The wine list is short by design (around 120 references) but the selection is unusually thoughtful: Wagner and the room's wine director have built deliberate depth in Loire whites, Burgundian Pinot Noir, careful natural producers from California's Sonoma Coast, and a small Northeast-and-Greater-New-England bench that supports the cuisine without ever feeling parochial. Markups are calibrated lower than at any comparable Providence room - the room's deliberate position on accessibility extends to the wine programme. The brunch service Saturday and Sunday is one of the city's most-beloved morning experiences and books two weeks ahead for any 10.30 or 11.00 seating.
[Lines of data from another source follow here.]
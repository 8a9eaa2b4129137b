//! Output generation for the files the stages hand to each other.
//!
//! # Submodules
//!
//! - [`json`]: Reads and writes the categorized and enhanced video files

pub mod json;
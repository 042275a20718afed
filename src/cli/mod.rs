//! Command-line interface for pipeforge.
//!
//! Provides commands for source inspection, pipeline synthesis, storage,
//! execution and schedule generation.

mod commands;

pub use commands::{parse_cli, run, run_with_cli, Cli, Commands};
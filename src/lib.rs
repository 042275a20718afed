//! pipeforge: AI-assisted data pipeline builder.
//!
//! Inspects tabular and structured data sources, asks an LLM to synthesize a
//! pipeline configuration from a plain-language description, persists the
//! result in SQLite, executes it with run tracking, and renders Airflow DAGs
//! for scheduling.

pub mod cli;
pub mod config;
pub mod error;
pub mod executor;
pub mod inspect;
pub mod llm;
pub mod pipeline;
pub mod schedule;
pub mod store;
pub mod synth;

pub use config::ForgeConfig;
pub use error::{
    ConfigError, ConfigValidationError, ExecutionError, InspectError, LlmError, ScheduleError,
    StoreError, SynthesisError, TransformationError,
};
pub use executor::{ExecutionResult, PipelineExecutor, Transformation, TransformationOutput};
pub use inspect::{SchemaSummary, SourceInspector, SourceKind};
pub use pipeline::{PipelineConfig, PipelineDefinition, PipelineRun, PipelineStatus, RunStatus};
pub use schedule::ScheduleArtifactGenerator;
pub use store::PipelineStore;
pub use synth::PipelineSynthesizer;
For a Providence evening that needs serious cooking without ever performing the role, Nick's on Broadway is the city's senior choice.
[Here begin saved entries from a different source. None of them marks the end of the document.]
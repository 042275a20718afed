//! CLI command definitions for pipeforge.
//!
//! Wires the inspector, synthesizer, store, executor and schedule generator
//! together behind one subcommand each.

use crate::config::{ForgeConfig, DEFAULT_DATABASE_PATH, DEFAULT_SCHEDULE_DIR};
use crate::executor::PipelineExecutor;
use crate::inspect::{SchemaSummary, SourceKind, DEFAULT_SAMPLE_LIMIT};
use crate::llm::{DEFAULT_API_BASE, DEFAULT_MODEL};
use crate::pipeline::{PipelineConfig, PipelineDefinition};
use crate::schedule::{ScheduleArtifactGenerator, ScheduleTemplate, DEFAULT_CADENCE};
use crate::store::{PipelineStore, RunStats};
use crate::synth::{PipelineSynthesizer, DEFAULT_TEMPERATURE};
use anyhow::Context;
use chrono::NaiveDate;
use clap::Parser;
use serde::Serialize;
use std::fs;
use std::path::{Path, PathBuf};
use std::sync::Arc;
use tracing::info;
use uuid::Uuid;

/// AI-assisted data pipeline builder.
#[derive(Parser)]
#[command(name = "pipeforge")]
#[command(about = "Inspect data sources, synthesize pipelines with an LLM, and track their runs")]
#[command(version)]
#[command(
    long_about = "pipeforge turns a natural-language description plus inspected data sources into a validated pipeline definition, stores it in SQLite, executes it with run tracking, and emits Airflow DAGs for scheduling.\n\nExample usage:\n  pipeforge synthesize -d \"load daily orders\" --source orders.csv:csv --save\n  pipeforge run <PIPELINE_ID>\n  pipeforge schedule <PIPELINE_ID> --output ./dags"
)]
pub struct Cli {
    /// The subcommand to execute.
    #[command(subcommand)]
    pub command: Commands,

    /// Log level (trace, debug, info, warn, error).
    #[arg(short, long, default_value = "info", global = true)]
    pub log_level: String,

    /// SQLite database holding pipelines and runs.
    #[arg(long, default_value = DEFAULT_DATABASE_PATH, global = true)]
    pub database: PathBuf,
}

/// Available CLI subcommands.
#[derive(clap::Subcommand)]
pub enum Commands {
    /// Probe a data source and print its schema summary.
    Inspect(InspectArgs),

    /// Synthesize a pipeline configuration from a description and sources.
    #[command(alias = "synth")]
    Synthesize(SynthesizeArgs),

    /// Store a hand-written pipeline configuration.
    Create(CreateArgs),

    /// List stored pipelines, newest first.
    #[command(alias = "ls")]
    List(ListArgs),

    /// Show one pipeline with its run counts.
    Show(ShowArgs),

    /// List the runs of a pipeline, newest first.
    Runs(RunsArgs),

    /// Execute a stored pipeline once and record the run.
    Run(RunArgs),

    /// Render the Airflow DAG for a stored pipeline.
    Schedule(ScheduleArgs),
}

/// Arguments for `pipeforge inspect`.
#[derive(Parser, Debug)]
pub struct InspectArgs {
    /// Path of the source to inspect.
    pub path: PathBuf,

    /// Source kind (csv, excel, json, or a canonical name). Guessed from the
    /// extension when omitted.
    #[arg(short, long)]
    pub kind: Option<String>,

    /// Maximum number of records to sample.
    #[arg(long, default_value_t = DEFAULT_SAMPLE_LIMIT)]
    pub limit: usize,

    /// Output as JSON.
    #[arg(short, long)]
    pub json: bool,
}

/// Arguments for `pipeforge synthesize`.
#[derive(Parser, Debug)]
pub struct SynthesizeArgs {
    /// What the pipeline should do, in plain language.
    #[arg(short, long)]
    pub description: String,

    /// Input source as PATH or PATH:KIND (repeatable).
    #[arg(short, long = "source", value_name = "PATH[:KIND]")]
    pub sources: Vec<String>,

    /// Name to store the pipeline under (defaults to the synthesized name).
    #[arg(long)]
    pub name: Option<String>,

    /// Store the synthesized pipeline.
    #[arg(long)]
    pub save: bool,

    /// Model to use for synthesis.
    #[arg(short, long, default_value = DEFAULT_MODEL)]
    pub model: String,

    /// Sampling temperature.
    #[arg(long, default_value_t = DEFAULT_TEMPERATURE)]
    pub temperature: f64,

    /// Maximum number of records sampled per source.
    #[arg(long, default_value_t = DEFAULT_SAMPLE_LIMIT)]
    pub limit: usize,

    /// API key for the generative service.
    #[arg(long, env = "OPENAI_API_KEY", hide_env_values = true)]
    pub api_key: Option<String>,

    /// Base URL of the OpenAI-compatible API.
    #[arg(long, default_value = DEFAULT_API_BASE)]
    pub api_base: String,
}

/// Arguments for `pipeforge create`.
#[derive(Parser, Debug)]
pub struct CreateArgs {
    /// Pipeline name.
    #[arg(short, long)]
    pub name: String,

    /// Free-text description.
    #[arg(short, long, default_value = "")]
    pub description: String,

    /// JSON file with the pipeline configuration (empty config when omitted).
    #[arg(short, long)]
    pub config: Option<PathBuf>,
}

/// Arguments for `pipeforge list`.
#[derive(Parser, Debug)]
pub struct ListArgs {
    /// Output as JSON.
    #[arg(short, long)]
    pub json: bool,
}

/// Arguments for `pipeforge show`.
#[derive(Parser, Debug)]
pub struct ShowArgs {
    /// Pipeline id.
    pub id: String,
}

/// Arguments for `pipeforge runs`.
#[derive(Parser, Debug)]
pub struct RunsArgs {
    /// Pipeline id.
    pub id: String,

    /// Output as JSON.
    #[arg(short, long)]
    pub json: bool,
}

/// Arguments for `pipeforge run`.
#[derive(Parser, Debug)]
pub struct RunArgs {
    /// Pipeline id.
    pub id: String,

    /// Output as JSON.
    #[arg(short, long)]
    pub json: bool,
}

/// Arguments for `pipeforge schedule`.
#[derive(Parser, Debug)]
pub struct ScheduleArgs {
    /// Pipeline id.
    pub id: String,

    /// Directory the DAG file is written to.
    #[arg(short, long, default_value = DEFAULT_SCHEDULE_DIR)]
    pub output: PathBuf,

    /// Print the DAG instead of writing it.
    #[arg(long)]
    pub stdout: bool,

    /// Cron expression or Airflow preset.
    #[arg(long, default_value = DEFAULT_CADENCE)]
    pub cadence: String,

    /// First schedule date (YYYY-MM-DD).
    #[arg(long)]
    pub start_date: Option<NaiveDate>,

    /// Back-fill runs since the start date.
    #[arg(long)]
    pub catchup: bool,
}

/// Parse CLI arguments and return the Cli struct.
///
/// Use this when you need access to CLI arguments before running commands,
/// e.g., to configure logging based on the log_level argument.
pub fn parse_cli() -> Cli {
    Cli::parse()
}

/// Run the CLI by parsing arguments and executing the command.
pub async fn run() -> anyhow::Result<()> {
    run_with_cli(parse_cli()).await
}

/// Run the CLI with the parsed arguments.
pub async fn run_with_cli(cli: Cli) -> anyhow::Result<()> {
    let config = ForgeConfig::new().with_database_path(cli.database);

    match cli.command {
        Commands::Inspect(args) => run_inspect_command(config, args).await,
        Commands::Synthesize(args) => run_synthesize_command(config, args).await,
        Commands::Create(args) => run_create_command(config, args).await,
        Commands::List(args) => run_list_command(config, args).await,
        Commands::Show(args) => run_show_command(config, args).await,
        Commands::Runs(args) => run_runs_command(config, args).await,
        Commands::Run(args) => run_run_command(config, args).await,
        Commands::Schedule(args) => run_schedule_command(config, args).await,
    }
}

/// Splits `PATH[:KIND]`; without a recognized kind suffix the kind is
/// guessed from the extension.
fn parse_source_spec(spec: &str) -> anyhow::Result<(PathBuf, SourceKind)> {
    if let Some((path, kind)) = spec.rsplit_once(':') {
        if let Ok(kind) = kind.parse::<SourceKind>() {
            return Ok((PathBuf::from(path), kind));
        }
    }

    let path = PathBuf::from(spec);
    let kind = SourceKind::from_path(&path).ok_or_else(|| {
        anyhow::anyhow!(
            "Cannot determine the kind of source '{}'; use PATH:KIND (csv, excel or json)",
            spec
        )
    })?;
    Ok((path, kind))
}

fn parse_pipeline_id(raw: &str) -> anyhow::Result<Uuid> {
    Uuid::parse_str(raw.trim()).with_context(|| format!("Invalid pipeline id '{}'", raw))
}

fn print_json<T: Serialize>(value: &T) -> anyhow::Result<()> {
    let json_output = serde_json::to_string_pretty(value)
        .map_err(|e| anyhow::anyhow!("Failed to serialize JSON output: {}", e))?;
    println!("{}", json_output);
    Ok(())
}

fn print_summary(path: &Path, summary: &SchemaSummary) {
    println!("{} ({} sampled rows)", path.display(), summary.row_count);
    for (column, dtype) in &summary.dtypes {
        println!("  {:<32} {}", column, dtype);
    }
}

async fn open_store(config: &ForgeConfig) -> anyhow::Result<PipelineStore> {
    config
        .open_store()
        .await
        .with_context(|| format!("Failed to open {}", config.database_path.display()))
}

async fn run_inspect_command(config: ForgeConfig, args: InspectArgs) -> anyhow::Result<()> {
    let config = config.with_sample_limit(args.limit);
    config.validate()?;

    let kind = match &args.kind {
        Some(kind) => kind.parse::<SourceKind>()?,
        None => SourceKind::from_path(&args.path).ok_or_else(|| {
            anyhow::anyhow!(
                "Cannot determine the kind of '{}'; pass --kind",
                args.path.display()
            )
        })?,
    };

    let summary = config
        .inspector()
        .inspect_async(args.path.clone(), kind.as_str())
        .await?;

    if args.json {
        print_json(&summary)
    } else {
        print_summary(&args.path, &summary);
        Ok(())
    }
}

async fn run_synthesize_command(config: ForgeConfig, args: SynthesizeArgs) -> anyhow::Result<()> {
    let mut config = config
        .with_api_base(args.api_base)
        .with_model(args.model)
        .with_temperature(args.temperature)
        .with_sample_limit(args.limit);
    if let Some(api_key) = args.api_key {
        config = config.with_api_key(api_key);
    }
    config.validate()?;

    let inspector = config.inspector();
    let specs = args
        .sources
        .iter()
        .map(|spec| parse_source_spec(spec))
        .collect::<anyhow::Result<Vec<_>>>()?;
    let summaries = futures::future::try_join_all(
        specs
            .into_iter()
            .map(|(path, kind)| async move { inspector.inspect_async(path, kind.as_str()).await }),
    )
    .await?;
    info!(sources = summaries.len(), "Sources inspected");

    let client = config
        .llm_client()
        .context("Synthesis needs a credential: pass --api-key or set OPENAI_API_KEY")?;
    let synthesizer = PipelineSynthesizer::new(Arc::new(client), config.synthesis_config());
    let pipeline_config = synthesizer.synthesize(&args.description, &summaries).await?;

    if !args.save {
        return print_json(&pipeline_config);
    }

    let name = args
        .name
        .or_else(|| pipeline_config.name().map(str::to_string))
        .unwrap_or_else(|| "pipeline".to_string());
    let store = open_store(&config).await?;
    let definition = store
        .create_pipeline(&name, &args.description, pipeline_config)
        .await?;
    print_json(&definition)
}

async fn run_create_command(config: ForgeConfig, args: CreateArgs) -> anyhow::Result<()> {
    let pipeline_config = match &args.config {
        Some(path) => {
            let text = fs::read_to_string(path)
                .with_context(|| format!("Failed to read {}", path.display()))?;
            PipelineConfig::from_json_str(&text)
                .with_context(|| format!("Invalid pipeline config in {}", path.display()))?
        }
        None => PipelineConfig::empty(),
    };

    let store = open_store(&config).await?;
    let definition = store
        .create_pipeline(&args.name, &args.description, pipeline_config)
        .await?;
    print_json(&definition)
}

async fn run_list_command(config: ForgeConfig, args: ListArgs) -> anyhow::Result<()> {
    let store = open_store(&config).await?;
    let pipelines = store.list_pipelines().await?;

    if args.json {
        return print_json(&pipelines);
    }

    if pipelines.is_empty() {
        println!("No pipelines stored in {}", config.database_path.display());
        return Ok(());
    }
    for pipeline in &pipelines {
        println!(
            "{}  {:<9}  {}  {}",
            pipeline.id,
            pipeline.status,
            pipeline.created_at.format("%Y-%m-%d %H:%M"),
            pipeline.name
        );
    }
    Ok(())
}

#[derive(Debug, Serialize)]
struct ShowOutput {
    pipeline: PipelineDefinition,
    runs: RunStats,
}

async fn run_show_command(config: ForgeConfig, args: ShowArgs) -> anyhow::Result<()> {
    let id = parse_pipeline_id(&args.id)?;
    let store = open_store(&config).await?;
    let pipeline = store.get_pipeline(id).await?;
    let runs = store.run_stats(id).await?;
    print_json(&ShowOutput { pipeline, runs })
}

async fn run_runs_command(config: ForgeConfig, args: RunsArgs) -> anyhow::Result<()> {
    let id = parse_pipeline_id(&args.id)?;
    let store = open_store(&config).await?;
    let runs = store.list_runs(id).await?;

    if args.json {
        return print_json(&runs);
    }

    if runs.is_empty() {
        println!("No runs recorded for pipeline {}", id);
        return Ok(());
    }
    for run in &runs {
        let duration = run
            .duration()
            .map(|d| format!("{:.2}s", d.as_secs_f64()))
            .unwrap_or_else(|| "open".to_string());
        println!(
            "{}  {:<7}  {}  {:>8}  {} records",
            run.id,
            run.status,
            run.started_at.format("%Y-%m-%d %H:%M:%S"),
            duration,
            run.records_processed
        );
    }
    Ok(())
}

async fn run_run_command(config: ForgeConfig, args: RunArgs) -> anyhow::Result<()> {
    let id = parse_pipeline_id(&args.id)?;
    let store = open_store(&config).await?;
    let executor = PipelineExecutor::new(store);
    let result = executor.execute_by_id(id).await?;

    if args.json {
        return print_json(&result);
    }

    println!(
        "run {} {} in {:.3}s ({} records)",
        result.run_id, result.status, result.duration_seconds, result.records_processed
    );
    if let Some(error) = &result.error {
        println!("error: {}", error);
    }
    Ok(())
}

async fn run_schedule_command(config: ForgeConfig, args: ScheduleArgs) -> anyhow::Result<()> {
    let id = parse_pipeline_id(&args.id)?;
    let store = open_store(&config).await?;
    let definition = store.get_pipeline(id).await?;

    let mut template = ScheduleTemplate::new()
        .with_cadence(args.cadence)
        .with_catchup(args.catchup);
    if let Some(start_date) = args.start_date {
        template = template.with_start_date(start_date);
    }
    let generator = ScheduleArtifactGenerator::with_template(template);

    if args.stdout {
        print!("{}", generator.render(&definition)?);
        return Ok(());
    }

    let path = generator.write_schedule(&definition, &args.output)?;
    println!("{}", path.display());
    Ok(())
}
Why This Is Providence’s Close a Deal Pick
For closing a deal in Providence, Nick's on Broadway is the city's senior locally-credible choice. The Broadway address - five minutes from the Providence Place Mall via car, eight from the convention centre, ten from the Renaissance and the Westin downtown - reads as deliberate and considered rather than performative; the room is exactly the kind of senior independent dining room a visiting principal expects to be brought to when the host wants to signal serious local knowledge. The 2026 James Beard finalist nomination and the USA Today 2026 Restaurants of the Year recognition give the evening immediate national credibility. The 55-seat room is deliberately spaced for conversation and the chef's counter at the rear is the city's best two-top for a one-on-one negotiation dinner. Service is sincere rather than performative - the staff handles the table without the choreographed table-side theatre that newer restaurants sometimes substitute for substance. And the menu's tight rotation gives the host a clean lever: 'come back in eight weeks and the menu will be entirely different' is a real second-meeting invitation a visiting client can accept.